The Lifecycle of Firm Takeover Defenses

Jonathan M. Karpoff is Professor of Finance at University of Washington Foster School of Business. This post is based on a recent paper authored by Professor Karpoff; William C. Johnson, Assistant Professor of Finance at Suffolk University Sawyer Business School; and Sangho Yi, Sogang University. Related research from the Program on Corporate Governance includes What Matters in Corporate Governance? by Lucian Bebchuk, Alma Cohen and Allen Ferrell (discussed on the Forum here); The Costs of Entrenched Boards by Lucian Bebchuk and Alma Cohen; and How Do Staggered Boards Affect Shareholder Value? Evidence from a Natural Experiment by Alma Cohen and Charles C. Y. Wang.

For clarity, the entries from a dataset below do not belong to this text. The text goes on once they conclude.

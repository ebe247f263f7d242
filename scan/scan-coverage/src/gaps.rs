//! Gap detection over the coverage grid.
//!
//! A gap is a 26-connected cluster of cells that need more views: cells
//! never observed that border a covered (Fair or better) cell, together with
//! observed cells below Good quality.

use std::collections::VecDeque;

use hashbrown::{HashMap, HashSet};
use nalgebra::{Point3, Vector3};
use tracing::debug;

#[cfg(feature = "serde")]
use serde::{Deserialize, Serialize};

use scan_types::up;

use crate::cell::{CellCoord, CoverageCell, CoverageQuality};
use crate::params::CoverageParams;

/// A connected cluster of under-covered cells with a suggested viewpoint.
#[derive(Debug, Clone, PartialEq)]
#[cfg_attr(feature = "serde", derive(Serialize, Deserialize))]
pub struct Gap {
    /// Mean of the member cell centers.
    pub center: Point3<f64>,
    /// Number of member cells.
    pub cell_count: usize,
    /// `cell_count` times the cell face area, in square meters.
    pub estimated_area_m2: f64,
    /// Unit direction to look along, from the suggested camera position
    /// toward the gap.
    pub suggested_view_direction: Vector3<f64>,
    /// Where the camera should move to observe the gap.
    pub suggested_camera_position: Point3<f64>,
    /// `cell_count * max(0, range - distance to camera)`.
    pub priority: f64,
}

/// Finds gaps in `cells` as seen from `camera`.
///
/// Missing cells are only considered inside the bounding box of the
/// existing cells. Clusters smaller than `min_gap_size_cells` are dropped;
/// the rest are sorted by priority (descending) and truncated to
/// `max_gaps`.
///
/// # Example
///
/// ```
/// use hashbrown::HashMap;
/// use nalgebra::Point3;
/// use scan_coverage::{CellCoord, CoverageCell, CoverageParams, detect_gaps};
/// use scan_types::Timestamp;
///
/// let params = CoverageParams::default();
/// let mut cells = HashMap::new();
/// for x in 0..3 {
///     let coord = CellCoord::new(x, 0, 0);
///     cells.insert(coord, CoverageCell::new(coord, params.grid_resolution, Timestamp::zero()));
/// }
/// // Three unobserved cells in a row form one gap.
/// let gaps = detect_gaps(&cells, &Point3::origin(), &params);
/// assert_eq!(gaps.len(), 1);
/// assert_eq!(gaps[0].cell_count, 3);
/// ```
#[must_use]
pub fn detect_gaps(
    cells: &HashMap<CellCoord, CoverageCell>,
    camera: &Point3<f64>,
    params: &CoverageParams,
) -> Vec<Gap> {
    if cells.is_empty() {
        return Vec::new();
    }

    let (lo, hi) = bounding_box(cells.keys());
    let inside = |c: &CellCoord| {
        (lo.x..=hi.x).contains(&c.x) && (lo.y..=hi.y).contains(&c.y) && (lo.z..=hi.z).contains(&c.z)
    };

    let mut candidates: HashSet<CellCoord> = HashSet::new();
    for (coord, cell) in cells {
        if cell.quality < CoverageQuality::Good {
            candidates.insert(*coord);
        }
        if cell.quality.is_covered() {
            for n in coord.neighbors() {
                if inside(&n) && !cells.contains_key(&n) {
                    candidates.insert(n);
                }
            }
        }
    }

    let mut starts: Vec<CellCoord> = candidates.iter().copied().collect();
    starts.sort_unstable();

    let mut visited: HashSet<CellCoord> = HashSet::with_capacity(candidates.len());
    let mut gaps = Vec::new();
    for start in starts {
        if !visited.insert(start) {
            continue;
        }
        let mut cluster = Vec::new();
        let mut queue = VecDeque::from([start]);
        while let Some(c) = queue.pop_front() {
            cluster.push(c);
            for n in c.neighbors() {
                if candidates.contains(&n) && visited.insert(n) {
                    queue.push_back(n);
                }
            }
        }
        if cluster.len() >= params.min_gap_size_cells {
            gaps.push(make_gap(&cluster, camera, params));
        }
    }

    let clusters = gaps.len();
    gaps.sort_by(|a, b| {
        b.priority
            .total_cmp(&a.priority)
            .then(b.cell_count.cmp(&a.cell_count))
    });
    gaps.truncate(params.max_gaps);

    debug!(
        candidates = candidates.len(),
        clusters,
        reported = gaps.len(),
        "gap detection"
    );

    gaps
}

fn bounding_box<'a>(coords: impl Iterator<Item = &'a CellCoord>) -> (CellCoord, CellCoord) {
    let mut lo = CellCoord::new(i32::MAX, i32::MAX, i32::MAX);
    let mut hi = CellCoord::new(i32::MIN, i32::MIN, i32::MIN);
    for c in coords {
        lo = CellCoord::new(lo.x.min(c.x), lo.y.min(c.y), lo.z.min(c.z));
        hi = CellCoord::new(hi.x.max(c.x), hi.y.max(c.y), hi.z.max(c.z));
    }
    (lo, hi)
}

#[allow(clippy::cast_precision_loss)]
fn make_gap(cluster: &[CellCoord], camera: &Point3<f64>, params: &CoverageParams) -> Gap {
    let count = cluster.len();
    let sum = cluster
        .iter()
        .fold(Vector3::zeros(), |acc, c| acc + c.center(params.grid_resolution).coords);
    let center = Point3::from(sum / count as f64);

    let distance = (center - camera).norm();
    let toward_camera = (camera - center).try_normalize(f64::EPSILON).unwrap_or_else(up);

    Gap {
        center,
        cell_count: count,
        estimated_area_m2: count as f64 * params.cell_area(),
        suggested_view_direction: -toward_camera,
        suggested_camera_position: center + toward_camera * params.suggested_camera_distance,
        priority: count as f64 * (params.gap_priority_range - distance).max(0.0),
    }
}

#[cfg(test)]
mod tests {
    use super::*;
    use approx::assert_relative_eq;
    use scan_types::Timestamp;

    fn cell(coord: CellCoord, views: u32) -> CoverageCell {
        let mut c = CoverageCell::new(coord, 0.1, Timestamp::zero());
        c.view_count = views;
        c.quality = CoverageQuality::from_view_count(views, 5);
        c
    }

    /// A 5×5 sheet of cells in the y = 0 layer with the given cells left out.
    fn sheet(views: u32, missing: &[(i32, i32)]) -> HashMap<CellCoord, CoverageCell> {
        let mut cells = HashMap::new();
        for x in 0..5 {
            for z in 0..5 {
                if missing.contains(&(x, z)) {
                    continue;
                }
                let coord = CellCoord::new(x, 0, z);
                cells.insert(coord, cell(coord, views));
            }
        }
        cells
    }

    #[test]
    fn empty_grid_has_no_gaps() {
        assert!(detect_gaps(&HashMap::new(), &Point3::origin(), &CoverageParams::default()).is_empty());
    }

    #[test]
    fn well_covered_sheet_has_no_gaps() {
        let gaps = detect_gaps(&sheet(3, &[]), &Point3::origin(), &CoverageParams::default());
        assert!(gaps.is_empty());
    }

    #[test]
    fn hole_in_sheet_is_a_gap() {
        let cells = sheet(3, &[(1, 1), (1, 2), (2, 1), (2, 2)]);
        let camera = Point3::new(0.2, 1.0, 0.2);
        let gaps = detect_gaps(&cells, &camera, &CoverageParams::default());

        assert_eq!(gaps.len(), 1);
        let gap = &gaps[0];
        assert_eq!(gap.cell_count, 4);
        assert_relative_eq!(gap.center, Point3::new(0.2, 0.05, 0.2), epsilon = 1e-12);
        assert_relative_eq!(gap.estimated_area_m2, 0.04, epsilon = 1e-12);
        assert_relative_eq!(gap.suggested_view_direction, -Vector3::y(), epsilon = 1e-12);
        assert_relative_eq!(
            gap.suggested_camera_position,
            Point3::new(0.2, 1.55, 0.2),
            epsilon = 1e-12
        );
        assert_relative_eq!(gap.priority, 4.0 * (5.0 - 0.95), epsilon = 1e-9);
    }

    #[test]
    fn small_clusters_dropped() {
        let cells = sheet(3, &[(2, 2)]);
        assert!(detect_gaps(&cells, &Point3::origin(), &CoverageParams::default()).is_empty());

        let params = CoverageParams::default().with_min_gap_size_cells(1);
        assert_eq!(detect_gaps(&cells, &Point3::origin(), &params).len(), 1);
    }

    #[test]
    fn poor_cells_join_missing_neighbors() {
        let mut cells = sheet(3, &[(0, 0)]);
        cells.insert(CellCoord::new(1, 0, 0), cell(CellCoord::new(1, 0, 0), 1));
        cells.insert(CellCoord::new(0, 0, 1), cell(CellCoord::new(0, 0, 1), 1));
        let gaps = detect_gaps(&cells, &Point3::origin(), &CoverageParams::default());
        assert_eq!(gaps.len(), 1);
        assert_eq!(gaps[0].cell_count, 3);
    }

    #[test]
    fn sorted_by_priority_and_truncated() {
        // Two separate holes; the larger one is reported first.
        let cells = sheet(3, &[(0, 0), (0, 1), (0, 2), (0, 3), (4, 2), (4, 3), (4, 4)]);
        let camera = Point3::new(0.25, 0.5, 0.25);
        let gaps = detect_gaps(&cells, &camera, &CoverageParams::default());
        assert_eq!(gaps.len(), 2);
        assert_eq!(gaps[0].cell_count, 4);
        assert_eq!(gaps[1].cell_count, 3);
        assert!(gaps[0].priority >= gaps[1].priority);

        let one = detect_gaps(&cells, &camera, &CoverageParams::default().with_max_gaps(1));
        assert_eq!(one.len(), 1);
        assert_eq!(one[0], gaps[0]);
    }

    #[test]
    fn distant_gap_has_zero_priority() {
        let cells = sheet(1, &[]);
        let gaps = detect_gaps(&cells, &Point3::new(100.0, 0.0, 0.0), &CoverageParams::default());
        assert_eq!(gaps.len(), 1);
        assert_relative_eq!(gaps[0].priority, 0.0);
    }
}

Are takeover defenses good or bad for shareholders? The answer depends on whom you ask. Many researchers find support for the view that takeover defenses entrench managers and decrease firm value (e.g., Gompers, Ishii and Metrick (2003), Masulis, Wang, and Xie (2007), Bebchuk, Cohen and Ferrell (2009)). But others find that takeover defenses are associated with improved value and performance (e.g., Linn and McConnell, 1983; Caton and Goh, 2008; Chemmanur and Tian, 2013; Smith 2013). In this paper, we propose that takeover defenses confer costs and benefits to a firm’s shareholders that change in systematic ways as the firm ages. Previous findings are mixed because they do not account for this lifecycle effect in takeover defenses.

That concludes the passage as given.